В голосе её сожаление и тоска. Я предчувствую неладное, и не нахожу что сказать. А она продолжает:
- Значит, мы больше не увидимся…
- Почему? - спрашиваю я, усердно делая вид, будто не в курсе дел.
- Я ухожу…
- Кто-то чем-то недоволен? Или ты?
- Да все…
Она смотрит перед собой, куда-то в асфальт. На её лице ухмылка обиды.
- Ну, мы с тобой можем увидеться и без всего этого, - киваю я в сторону офиса. – У тебя есть планы на выходные?
- Есть, - отвечает она.
Тут я допустил ошибку, за которую не могу себя простить.
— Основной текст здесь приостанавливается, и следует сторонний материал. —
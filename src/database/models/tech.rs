use async_trait::async_trait;
use serde::{Deserialize, Serialize};
use sqlx::types::Json;
use sqlx::{FromRow, PgConnection};

use super::{Model, ModelError};

#[derive(Debug, Clone, PartialEq, Serialize, Deserialize, FromRow)]
pub struct Tech {
    pub id: i64,
    pub employee_id: i64,
    pub specializations: Json<Vec<String>>,
}

#[derive(Debug, Deserialize)]
#[serde(deny_unknown_fields)]
pub struct NewTech {
    pub employee_id: i64,
    #[serde(default)]
    pub specializations: Vec<String>,
}

#[derive(Debug, Default, Deserialize)]
pub struct TechPatch {
    pub employee_id: Option<i64>,
    pub specializations: Option<Vec<String>>,
}

#[async_trait]
impl Model for Tech {
    const TABLE: &'static str = "tech";

    type Create = NewTech;
    type Patch = TechPatch;

    fn id(&self) -> i64 {
        self.id
    }

    async fn insert(conn: &mut PgConnection, new: NewTech) -> Result<Self, ModelError> {
        let row = sqlx::query_as::<_, Tech>(
            "INSERT INTO tech (employee_id, specializations) VALUES ($1, $2) RETURNING *",
        )
        .bind(new.employee_id)
        .bind(Json(new.specializations))
        .fetch_one(conn)
        .await?;
        Ok(row)
    }

    fn apply(&mut self, patch: TechPatch) -> Result<(), ModelError> {
        if let Some(employee_id) = patch.employee_id {
            self.employee_id = employee_id;
        }
        if let Some(specializations) = patch.specializations {
            self.specializations = Json(specializations);
        }
        Ok(())
    }

    async fn save(&self, conn: &mut PgConnection) -> Result<Self, ModelError> {
        let row = sqlx::query_as::<_, Tech>(
            "UPDATE tech SET employee_id = $1, specializations = $2 WHERE id = $3 RETURNING *",
        )
        .bind(self.employee_id)
        .bind(&self.specializations)
        .bind(self.id)
        .fetch_one(conn)
        .await?;
        Ok(row)
    }
}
Надо было спросить: « Какие планы?», а не «Есть ли?»…
- Точно? – растерявшись, спрашиваю я, прекрасно понимая, что она врёт.
- Точно, - отвечает она, лишая меня всяких шансов, при этом продолжая смотреть вниз.
- Жаль…
При этом «жаль», Миша вздохнул так, что жаль стало даже мне, хоть я к сопереживанию никогда склонен не был. Мы сидели молча. В наших пальцах тлели сигареты. Я живо представлял, какую трогательную историю мог бы сам написать о последней встрече с чужим, в общем-то, человеком, и родственной душой. Миша, по всему видно, полностью ушёл в прошлое.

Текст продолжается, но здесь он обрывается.